O efeito foi imediato. A coisa toda começou a pulsar e ter espasmos, a carne esponjosa dela latejando e borbulhando como algum tipo de massa abominável. Ela começou a crescer em tamanho, se expandindo e cobrindo o resto do bocal, se estendendo até mim. E aí começou a gritar. Não era o som do ar escapando ou um zumbido que soava como gritos, aquele ninho estranho estava soltando um grito longo e estridente de raiva e dor.
Larguei o borrifador e desci a escada tão rápido que quase caí no apartamento abaixo. Eu ainda conseguia ouvir aquilo quando cheguei à porta do corredor. Eu a abri apenas pra ser confrontado pelo rosto de Arthur Nolan, o proprietário, olhando pra mim com um olhar de decepção.
Ele balançou a cabeça e começou a andar pelo corredor. Eu o segui, desesperado por respostas, mas ele simplesmente ignorou minhas perguntas sobre o que diabos estava acontecendo e o que era aquela coisa e continuou descendo as escadas até seu próprio apartamento. A certa altura, ele balançou a cabeça e murmurou algo sobre esperar que aquilo não chegasse tão longe, mas não parecia estar falando pra mim.

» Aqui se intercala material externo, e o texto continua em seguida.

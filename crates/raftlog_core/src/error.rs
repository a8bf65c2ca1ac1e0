//! Error types for raftlog core.

use std::io;
use thiserror::Error;

/// Result type for journal operations.
pub type JournalResult<T> = Result<T, JournalError>;

/// Errors that can occur in journal operations.
#[derive(Debug, Error)]
pub enum JournalError {
    /// Storage back-end error.
    #[error("storage error: {0}")]
    Storage(#[from] raftlog_storage::StorageError),

    /// I/O error.
    #[error("I/O error: {0}")]
    Io(#[from] io::Error),

    /// A configuration value is missing or out of range.
    #[error("invalid configuration for {field}: {message}")]
    InvalidConfig {
        /// The offending field.
        field: &'static str,
        /// Why it was rejected.
        message: String,
    },

    /// A segment descriptor was shorter than its fixed size.
    #[error("segment descriptor too short: {actual} of {expected} bytes")]
    DescriptorTooShort {
        /// Bytes actually available.
        actual: usize,
        /// Bytes required.
        expected: usize,
    },

    /// Invalid segment format or version.
    #[error("invalid segment format: {message}")]
    InvalidFormat {
        /// Description of the format issue.
        message: String,
    },

    /// An entry cannot fit even in an empty segment.
    #[error("entry at index {index} exceeds the maximum entry size of {max_entry_size} bytes")]
    EntryTooLarge {
        /// Index the entry would have been written at.
        index: u64,
        /// Configured maximum entry size.
        max_entry_size: usize,
    },

    /// A mapper produced an empty payload.
    #[error("entry at index {index} serialized to zero bytes")]
    EmptyEntry {
        /// Index the entry would have been written at.
        index: u64,
    },

    /// A writer reset targeted an index it may not move to.
    #[error("index {index} out of range: {message}")]
    IndexOutOfRange {
        /// The requested index.
        index: u64,
        /// Why the index was rejected.
        message: String,
    },

    /// Not enough disk space to allocate a new segment.
    #[error("storage exhausted: {available} bytes available, {required} required")]
    StorageExhausted {
        /// Bytes required before a segment may be created.
        required: u64,
        /// Bytes currently available.
        available: u64,
    },

    /// Another process holds the journal lock.
    #[error("journal locked: another process has exclusive access")]
    JournalLocked,

    /// The journal has been closed.
    #[error("journal is closed")]
    Closed,

    /// Operation not permitted in the current state.
    #[error("invalid operation: {message}")]
    InvalidOperation {
        /// Description of why the operation is invalid.
        message: String,
    },

    /// A typed mapper failed to encode or decode an entry.
    #[error("codec error: {message}")]
    Codec {
        /// Description of the failure.
        message: String,
    },
}

impl JournalError {
    /// Creates an invalid configuration error.
    pub fn invalid_config(field: &'static str, message: impl Into<String>) -> Self {
        Self::InvalidConfig {
            field,
            message: message.into(),
        }
    }

    /// Creates an invalid format error.
    pub fn invalid_format(message: impl Into<String>) -> Self {
        Self::InvalidFormat {
            message: message.into(),
        }
    }

    /// Creates an index out of range error.
    pub fn index_out_of_range(index: u64, message: impl Into<String>) -> Self {
        Self::IndexOutOfRange {
            index,
            message: message.into(),
        }
    }

    /// Creates an invalid operation error.
    pub fn invalid_operation(message: impl Into<String>) -> Self {
        Self::InvalidOperation {
            message: message.into(),
        }
    }

    /// Creates a codec error.
    pub fn codec(message: impl Into<String>) -> Self {
        Self::Codec {
            message: message.into(),
        }
    }
}
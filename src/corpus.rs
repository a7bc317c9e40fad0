//! Indexado recursivo de un corpus: enumera los documentos elegibles
//! bajo una raíz, filtrando por extensión y descartando ficheros de
//! bloqueo transitorios de las suites ofimáticas.

use std::path::Path;

use anyhow::{anyhow, Result};
use walkdir::WalkDir;

use crate::models::DocumentRef;

/// Extensiones de documento admitidas (sin distinguir mayúsculas).
const SUPPORTED_EXTENSIONS: [&str; 3] = ["pdf", "doc", "docx"];

/// Prefijo de los ficheros de bloqueo que Office deja mientras un
/// documento está abierto.
const LOCK_FILE_PREFIX: &str = "~$";

/// Recorre el subárbol completo bajo `root` y devuelve las referencias de
/// los documentos elegibles, en orden de recorrido del sistema de ficheros.
/// Una raíz que no sea un directorio es un error de configuración fatal.
pub fn index_documents(root: &Path) -> Result<Vec<DocumentRef>> {
    if !root.is_dir() {
        return Err(anyhow!(
            "La raíz del corpus no es un directorio: {}",
            root.display()
        ));
    }

    let mut documents = Vec::new();
    for entry in WalkDir::new(root).into_iter().filter_map(|e| e.ok()) {
        if !entry.file_type().is_file() {
            continue;
        }
        let path = entry.path();
        if !is_eligible(path) {
            continue;
        }
        let relative = path.strip_prefix(root).unwrap_or(path).to_path_buf();
        documents.push(DocumentRef {
            absolute: path.to_path_buf(),
            relative,
        });
    }

    Ok(documents)
}

fn is_eligible(path: &Path) -> bool {
    let extension = path
        .extension()
        .and_then(std::ffi::OsStr::to_str)
        .unwrap_or("")
        .to_lowercase();
    if !SUPPORTED_EXTENSIONS.contains(&extension.as_str()) {
        return false;
    }
    let filename = path.file_name().and_then(std::ffi::OsStr::to_str).unwrap_or("");
    !filename.starts_with(LOCK_FILE_PREFIX)
}
//! Postprocesado del listado de parejas: ordenación por puntuación y
//! reducción al mejor emparejamiento por carpeta del corpus A.
//!
//! Las dos operaciones son funciones puras del conjunto de entrada; el
//! desempate es determinista (ruta A y después ruta B, por orden
//! lexicográfico), así que el orden de llegada nunca influye.

use std::cmp::Ordering;
use std::collections::HashMap;
use std::path::PathBuf;

use crate::models::{FolderBest, SimilarityPair};

/// Ordena las parejas por puntuación descendente. Con puntuaciones
/// iguales ordena por ruta A y después por ruta B. Idempotente.
pub fn rank(pairs: &mut [SimilarityPair]) {
    pairs.sort_by(|left, right| {
        right
            .score
            .partial_cmp(&left.score)
            .unwrap_or(Ordering::Equal)
            .then_with(|| left.file_a.cmp(&right.file_a))
            .then_with(|| left.file_b.cmp(&right.file_b))
    });
}

/// Reduce el listado a una fila por carpeta distinta del corpus A: la
/// pareja de mayor puntuación de esa carpeta (en caso de empate exacto,
/// la primera según el orden determinista). Las filas salen ordenadas por
/// puntuación descendente.
pub fn reduce_by_folder(pairs: &[SimilarityPair]) -> Vec<FolderBest> {
    let mut best_by_folder: HashMap<PathBuf, &SimilarityPair> = HashMap::new();
    for pair in pairs {
        let folder = pair
            .file_a
            .parent()
            .map(|p| p.to_path_buf())
            .unwrap_or_default();
        best_by_folder
            .entry(folder)
            .and_modify(|current| {
                if beats(pair, current) {
                    *current = pair;
                }
            })
            .or_insert(pair);
    }

    let mut rows: Vec<FolderBest> = best_by_folder
        .into_iter()
        .map(|(folder, pair)| FolderBest {
            folder,
            file_b: pair.file_b.clone(),
            score: pair.score,
        })
        .collect();

    rows.sort_by(|left, right| {
        right
            .score
            .partial_cmp(&left.score)
            .unwrap_or(Ordering::Equal)
            .then_with(|| left.folder.cmp(&right.folder))
    });
    rows
}

/// ¿Debe `candidate` sustituir a `current` como mejor pareja de la carpeta?
fn beats(candidate: &SimilarityPair, current: &SimilarityPair) -> bool {
    if candidate.score != current.score {
        return candidate.score > current.score;
    }
    (&candidate.file_a, &candidate.file_b) < (&current.file_a, &current.file_b)
}

#[cfg(test)]
mod tests {
    use super::*;
    use std::path::Path;

    fn pair(file_a: &str, file_b: &str, score: f64) -> SimilarityPair {
        SimilarityPair {
            file_a: PathBuf::from(file_a),
            file_b: PathBuf::from(file_b),
            score,
        }
    }

    #[test]
    fn ordena_descendente_y_es_idempotente() {
        let mut pairs = vec![
            pair("folderX/doc1.docx", "target/ref.pdf", 45.0),
            pair("folderX/doc2.docx", "target/ref.pdf", 72.0),
            pair("folderY/doc3.docx", "target/otro.pdf", 72.0),
        ];
        rank(&mut pairs);
        let first = pairs.clone();
        rank(&mut pairs);
        assert_eq!(pairs, first);

        assert!(pairs.windows(2).all(|w| w[0].score >= w[1].score));
        // Empate a 72: gana la ruta A lexicográficamente menor.
        assert_eq!(pairs[0].file_a, Path::new("folderX/doc2.docx"));
        assert_eq!(pairs[1].file_a, Path::new("folderY/doc3.docx"));
    }

    #[test]
    fn conserva_solo_la_mejor_pareja_de_cada_carpeta() {
        let pairs = vec![
            pair("folderX/doc2.docx", "target/ref.pdf", 72.0),
            pair("folderX/doc1.docx", "target/ref.pdf", 45.0),
        ];
        let rows = reduce_by_folder(&pairs);
        assert_eq!(rows.len(), 1);
        assert_eq!(rows[0].folder, PathBuf::from("folderX"));
        assert_eq!(rows[0].file_b, PathBuf::from("target/ref.pdf"));
        assert!((rows[0].score - 72.0).abs() < 1e-9);
    }

    #[test]
    fn cada_carpeta_aporta_su_maximo_y_salen_ordenadas() {
        let pairs = vec![
            pair("folderX/doc1.docx", "b1.pdf", 30.0),
            pair("folderX/doc2.docx", "b2.pdf", 55.0),
            pair("folderY/doc3.docx", "b3.pdf", 80.0),
            pair("folderY/doc4.docx", "b4.pdf", 12.0),
            pair("suelto.docx", "b5.pdf", 40.0),
        ];
        let rows = reduce_by_folder(&pairs);
        assert_eq!(rows.len(), 3);
        assert_eq!(rows[0].folder, PathBuf::from("folderY"));
        assert!((rows[0].score - 80.0).abs() < 1e-9);
        assert_eq!(rows[1].folder, PathBuf::from("folderX"));
        // Un documento en la raíz del corpus cae en la carpeta vacía.
        assert_eq!(rows[2].folder, PathBuf::new());
        assert!(rows.windows(2).all(|w| w[0].score >= w[1].score));
    }

    #[test]
    fn los_empates_exactos_se_resuelven_de_forma_determinista() {
        let forward = vec![
            pair("folderX/doc1.docx", "b1.pdf", 50.0),
            pair("folderX/doc2.docx", "b2.pdf", 50.0),
        ];
        let mut backward = forward.clone();
        backward.reverse();

        let rows_forward = reduce_by_folder(&forward);
        let rows_backward = reduce_by_folder(&backward);
        assert_eq!(rows_forward, rows_backward);
        assert_eq!(rows_forward[0].file_b, PathBuf::from("b1.pdf"));
    }

    #[test]
    fn la_reduccion_es_pura() {
        let pairs = vec![
            pair("folderX/doc2.docx", "target/ref.pdf", 72.0),
            pair("folderX/doc1.docx", "target/ref.pdf", 45.0),
            pair("folderY/doc9.docx", "target/ref.pdf", 13.0),
        ];
        assert_eq!(reduce_by_folder(&pairs), reduce_by_folder(&pairs));
    }
}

Assim que a porta se abriu, percebi o quão desconfortavelmente quente era o apartamento 1. O ar era espesso e seco e fez minha garganta ficar um pouco áspera. O proprietário continuou a ignorar minha presença e caminhou até uma poltrona velha no centro da sala. Ao fazer isso, ele começou a desabotoar sua camisa jeans.
Mais do que qualquer outra coisa que aconteceu, foi isso que finalmente me fez parar, confuso. Eu não conseguia entender o que ele estava fazendo. Quando ele se sentou, sua camisa se abriu e eu vi o que parecia ser uma cicatriz intrincada em seu peito. Se eu tivesse que adivinhar o que era, diria que parecia uma chama estilizada, mas também me fez pensar em um rosto contorcido de dor.
O tempo parecia passar devagar enquanto ele pegava o cinzeiro no braço da cadeira e pegava uma caixa de fósforos. Ele acendeu um e, sem sequer olhar pra mim, gentilmente pressionou a pequena chama no centro da cicatriz.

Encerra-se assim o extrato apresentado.